ABOUT THIS TASK => A complete response lists each line of the data below that includes the word "FunctionResult".

DATA PROVIDED =>

--

impl FunctionRegistry {
    /// A registry with no functions.
    pub fn new() -> Self {
        Self::default()
    }

    /// Create a function registry with every function of the filter table registered.
    pub fn builtin() -> Self {
        let mut registry = Self::new();

        registry.register(Function::SubstringOf.name(), substringof_fn);
        registry.register(Function::EndsWith.name(), endswith_fn);
        registry.register(Function::StartsWith.name(), startswith_fn);
        registry.register(Function::Length.name(), length_fn);
        registry.register(Function::IndexOf.name(), indexof_fn);
        registry.register(Function::Substring.name(), substring_fn);
        registry.register(Function::ToLower.name(), |args| {
            string_fn(args, |s| s.to_lowercase())
        });
        registry.register(Function::ToUpper.name(), |args| {
            string_fn(args, |s| s.to_uppercase())
        });
        registry.register(Function::Trim.name(), |args| {
            string_fn(args, |s| s.trim().to_string())
        });
        registry.register(Function::Hour.name(), |args| date_part_fn(args, |d| d.hour()));
        registry.register(Function::Minute.name(), |args| {
            date_part_fn(args, |d| d.minute())
        });
        registry.register(Function::Second.name(), |args| {
            date_part_fn(args, |d| d.second())
        });
        registry.register(Function::Day.name(), |args| date_part_fn(args, |d| d.day()));
        registry.register(Function::Month.name(), |args| {
            date_part_fn(args, |d| d.month())
        });
        registry.register(Function::Year.name(), |args| {
            date_part_fn(args, |d| d.year() as u32)
        });
        registry.register(Function::Round.name(), |args| {
            numeric_fn(args, f64::round_ties_even, |value| value.round())
        });
        registry.register(Function::Floor.name(), |args| {
            numeric_fn(args, f64::floor, |value| value.floor())
        });
        registry.register(Function::Ceiling.name(), |args| {
            numeric_fn(args, f64::ceil, |value| value.ceil())
        });
        registry
    }

    /// Returns the process-wide registry holding the builtin functions.
    pub fn shared() -> &'static FunctionRegistry {
        &BUILTIN
    }

    /// Looks up `name` and invokes it with `args`
    pub fn call(&self, name: &str, args: &[Value]) -> FunctionResult {
        let f = self
            .functions
            .get(name)
            .ok_or_else(|| FunctionError::DoesNotExist(name.to_string()))?;
        f(args)
    }

    /// Adds or replaces the function called `name`
    pub fn register<F>(&mut self, name: &'static str, function: F)
    where
        F: for<'a> Fn(&'a [Value]) -> FunctionResult + Send + Sync + 'static,
    {
        self.functions.insert(name.to_string(), Box::new(function));
    }
}
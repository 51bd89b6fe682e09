use std::collections::BTreeMap;

use rust_decimal::Decimal;
use serde_json::Value as JsonValue;
use uuid::Uuid;

use crate::schema::ValueType;
use crate::value::{DEFAULT_DATE_FORMATS, EnumValue, Value, ValueError, ValueResult, parse_datetime};

impl Value {
    /// Converts a JSON value into a value of the given static type.
    ///
    /// Decimals are read from numbers or numeric strings without going through a double. Dates
    /// and guids are read from strings, enums from a member name or the underlying number.
    /// Record types convert every declared field, with missing fields becoming null.
    pub fn from_json(ty: &ValueType, json: &JsonValue) -> ValueResult<Value> {
        if json.is_null() {
            return Ok(Value::Null);
        }
        let mismatch = || ValueError::InvalidConversion {
            from: json_kind(json),
            to: ty.to_string(),
        };
        let value = match ty.underlying() {
            ValueType::Boolean => Value::Boolean(json.as_bool().ok_or_else(mismatch)?),
            ValueType::Int32 => {
                let number = json.as_i64().ok_or_else(mismatch)?;
                Value::Int32(i32::try_from(number).map_err(|_| mismatch())?)
            }
            ValueType::Int64 => Value::Int64(json.as_i64().ok_or_else(mismatch)?),
            ValueType::Double => Value::Double(json.as_f64().ok_or_else(mismatch)?),
            ValueType::Decimal => {
                let text = match json {
                    JsonValue::Number(number) => number.to_string(),
                    JsonValue::String(text) => text.trim().to_string(),
                    _ => return Err(mismatch()),
                };
                let value = text
                    .parse::<Decimal>()
                    .or_else(|_| Decimal::from_scientific(&text))
                    .map_err(|_| mismatch())?;
                Value::Decimal(value)
            }
            ValueType::String => Value::String(json.as_str().ok_or_else(mismatch)?.to_string()),
            ValueType::DateTime => {
                let text = json.as_str().ok_or_else(mismatch)?;
                Value::DateTime(parse_datetime(text, DEFAULT_DATE_FORMATS).ok_or_else(mismatch)?)
            }
            ValueType::Guid => {
                let text = json.as_str().ok_or_else(mismatch)?;
                Value::Guid(Uuid::parse_str(text).map_err(|_| mismatch())?)
            }
            ValueType::Enum(enum_type) => {
                let number = match json {
                    JsonValue::String(text) => enum_type.parse(text),
                    other => other.as_i64(),
                };
                Value::Enum(EnumValue::new(
                    enum_type.clone(),
                    number.ok_or_else(mismatch)?,
                ))
            }
            ValueType::Record(schema) => {
                let object = json.as_object().ok_or_else(mismatch)?;
                let mut entries = BTreeMap::new();
                for (name, field_type) in schema.fields() {
                    let value = match object.get(name) {
                        Some(json) => Value::from_json(field_type, json)?,
                        None => Value::Null,
                    };
                    entries.insert(name.to_string(), value);
                }
                Value::Object(entries)
            }
            ValueType::Nullable(_) | ValueType::Null => return Err(mismatch()),
        };
        Ok(value)
    }
}

fn json_kind(json: &JsonValue) -> &'static str {
    match json {
        JsonValue::Null => "null",
        JsonValue::Bool(_) => "boolean",
        JsonValue::Number(_) => "number",
        JsonValue::String(_) => "string",
        JsonValue::Array(_) => "array",
        JsonValue::Object(_) => "object",
    }
}

#[cfg(test)]
mod tests {
    use std::sync::Arc;

    use serde_json::json;

    use super::*;
    use crate::schema::{EnumType, TypeSchema};

    #[test]
    fn converts_nested_records() {
        let complex = Arc::new(TypeSchema::new("Complex").with_field("Foo", ValueType::String));
        let flags = Arc::new(EnumType::new("Flags", true, [("A", 1), ("B", 2)]));
        let schema = TypeSchema::new("Message")
            .with_field("MessageId", ValueType::Int32)
            .with_field("Kind", ValueType::Enum(flags))
            .with_field("Complex", ValueType::Record(complex));

        let value = Value::from_json(
            &ValueType::Record(Arc::new(schema)),
            &json!({"MessageId": 3, "Kind": "A, B", "Complex": {"Foo": "bar"}}),
        )
        .unwrap();

        assert_eq!(value.field("MessageId"), Some(&Value::Int32(3)));
        assert_eq!(value.field("Kind").and_then(Value::as_i64), Some(3));
        assert_eq!(
            value.field("Complex").and_then(|c| c.field("Foo")),
            Some(&Value::from("bar"))
        );
    }

    #[test]
    fn rejects_mismatched_json() {
        let err = Value::from_json(&ValueType::Int32, &json!("three")).unwrap_err();
        assert_eq!(err.to_string(), "cannot convert string to int32");
        assert!(Value::from_json(&ValueType::Int32, &json!(1_i64 << 40)).is_err());
        assert!(Value::from_json(&ValueType::Decimal, &json!("cheap")).is_err());
    }

    #[test]
    fn decimals_come_from_numbers_or_text() {
        let price = Value::Decimal(Decimal::new(1999, 2));
        assert_eq!(Value::from_json(&ValueType::Decimal, &json!(19.99)).unwrap(), price);
        assert_eq!(Value::from_json(&ValueType::Decimal, &json!("19.99")).unwrap(), price);
        assert_eq!(
            Value::from_json(&ValueType::Decimal, &json!(1e3)).unwrap(),
            Value::Decimal(Decimal::from(1000))
        );
    }
}
//! Process-wide memo tables with bounded lock waits.

use std::collections::HashMap;
use std::hash::Hash;
use std::time::Duration;

use log::{trace, warn};
use parking_lot::RwLock;

/// Default time a writer waits for the table lock.
pub const LOCK_TIMEOUT: Duration = Duration::from_millis(1000);

/// An insert-if-absent cache shared across threads.
///
/// Lookups and inserts wait at most the configured timeout for the lock. A caller that cannot get
/// the lock in time still gets its freshly computed value; it just is not remembered.
pub struct TypeCache<K, V> {
    entries: RwLock<HashMap<K, V>>,
    timeout: Duration,
}

impl<K, V> Default for TypeCache<K, V> {
    fn default() -> Self {
        Self {
            entries: RwLock::new(HashMap::new()),
            timeout: LOCK_TIMEOUT,
        }
    }
}

impl<K, V> TypeCache<K, V>
where
    K: Eq + Hash + std::fmt::Debug,
    V: Clone,
{
    /// Creates an empty cache with the default lock timeout.
    pub fn new() -> Self {
        Self::default()
    }

    /// Creates an empty cache with a custom lock timeout.
    pub fn with_timeout(timeout: Duration) -> Self {
        Self {
            entries: RwLock::new(HashMap::new()),
            timeout,
        }
    }

    /// Returns the cached value for `key`, if any.
    pub fn get(&self, key: &K) -> Option<V> {
        self.entries.try_read_for(self.timeout)?.get(key).cloned()
    }

    /// Returns the cached value for `key`, computing and inserting it when absent.
    ///
    /// When two callers race, the first insert wins and both get that value.
    pub fn get_or_insert_with(&self, key: K, compute: impl FnOnce() -> V) -> V {
        if let Some(value) = self.get(&key) {
            trace!("cache hit for {key:?}");
            return value;
        }
        let value = compute();
        match self.entries.try_write_for(self.timeout) {
            Some(mut entries) => entries.entry(key).or_insert(value).clone(),
            None => {
                warn!(
                    "timed out after {:?} waiting to cache {key:?}, using uncached value",
                    self.timeout
                );
                value
            }
        }
    }

    pub fn len(&self) -> usize {
        self.entries.read().len()
    }

    pub fn is_empty(&self) -> bool {
        self.len() == 0
    }
}

#[cfg(test)]
mod tests {
    use std::sync::Arc;
    use std::thread;

    use super::*;

    #[test]
    fn first_insert_wins() {
        let cache: TypeCache<&str, u32> = TypeCache::new();
        assert_eq!(cache.get_or_insert_with("a", || 1), 1);
        assert_eq!(cache.get_or_insert_with("a", || 2), 1);
        assert_eq!(cache.len(), 1);
    }

    #[test]
    fn lock_timeout_returns_uncached_value() {
        let cache = Arc::new(TypeCache::<&str, u32>::with_timeout(Duration::from_millis(
            20,
        )));
        let guard = cache.entries.write();
        let other = Arc::clone(&cache);
        let value = thread::spawn(move || other.get_or_insert_with("a", || 7))
            .join()
            .unwrap();
        drop(guard);
        assert_eq!(value, 7);
        assert!(cache.is_empty());
    }
}
#[cfg(test)]
mod tests {
    use super::*;

    const EXAMPLE_YAML: &str = r#"name: Message
fields:
  MessageId: int32
  Score: double?
  Price: decimal
  Kind: Flags
  ComplexProperty: Complex
enums:
  Flags:
    flags: true
    members:
      A: 1
      B: 2
      C: 4
records:
  Complex:
    fields:
      Foo: string
      BooleanValue: bool
"#;

    #[test]
    fn builds_schema_from_yaml() -> Result<()> {
        let schema = SchemaDocument::from_yaml_str(EXAMPLE_YAML)?.build()?;

        assert_eq!(schema.name(), "Message");
        assert_eq!(schema.field("MessageId"), Some(&ValueType::Int32));
        assert_eq!(
            schema.field("Score"),
            Some(&ValueType::Nullable(Box::new(ValueType::Double)))
        );
        assert_eq!(schema.field("Price"), Some(&ValueType::Decimal));
        let kind = schema.field("Kind").and_then(ValueType::as_enum).cloned();
        assert!(kind.is_some_and(|kind| kind.is_flags()));

        let (path, ty) = schema
            .resolve_path("ComplexProperty/Foo")
            .expect("nested path should resolve");
        assert_eq!(path.join("."), "ComplexProperty.Foo");
        assert_eq!(ty, ValueType::String);
        Ok(())
    }

    #[test]
    fn unresolved_leg_yields_no_path() -> Result<()> {
        let schema = SchemaDocument::from_yaml_str(EXAMPLE_YAML)?.build()?;
        assert!(schema.resolve_path("ComplexProperty/Missing").is_none());
        assert!(schema.resolve_path("Missing/Foo").is_none());
        assert!(schema.resolve_path("MessageId/Foo").is_none());
        Ok(())
    }

    #[test]
    fn unknown_type_is_rejected() {
        let yaml = "name: Broken\nfields:\n  A: Nope\n";
        let err = SchemaDocument::from_yaml_str(yaml)
            .and_then(|doc| doc.build())
            .expect_err("unknown type should fail");
        assert!(format!("{err:#}").contains("Unknown type 'Nope'"));
    }

    #[test]
    fn self_referencing_record_is_rejected() {
        let yaml = "name: Root\nfields:\n  Node: Node\nrecords:\n  Node:\n    fields:\n      Next: Node\n";
        let doc = SchemaDocument::from_yaml_str(yaml).expect("valid yaml");
        assert!(doc.build().is_err());
    }

    #[test]
    fn flags_enum_parsing_and_description() {
        let flags = EnumType::new("Flags", true, [("A", 1), ("B", 2), ("C", 4)]);
        assert_eq!(flags.parse("a"), Some(1));
        assert_eq!(flags.parse("A, B"), Some(3));
        assert_eq!(flags.parse("6"), Some(6));
        assert_eq!(flags.parse("D"), None);
        assert_eq!(flags.describe(3), "A, B");
        assert_eq!(flags.describe(4), "C");
        assert_eq!(flags.describe(8), "8");
    }
}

--

SOLVED PROBLEM =>
    pub fn call(&self, name: &str, args: &[Value]) -> FunctionResult {
        F: for<'a> Fn(&'a [Value]) -> FunctionResult + Send + Sync + 'static,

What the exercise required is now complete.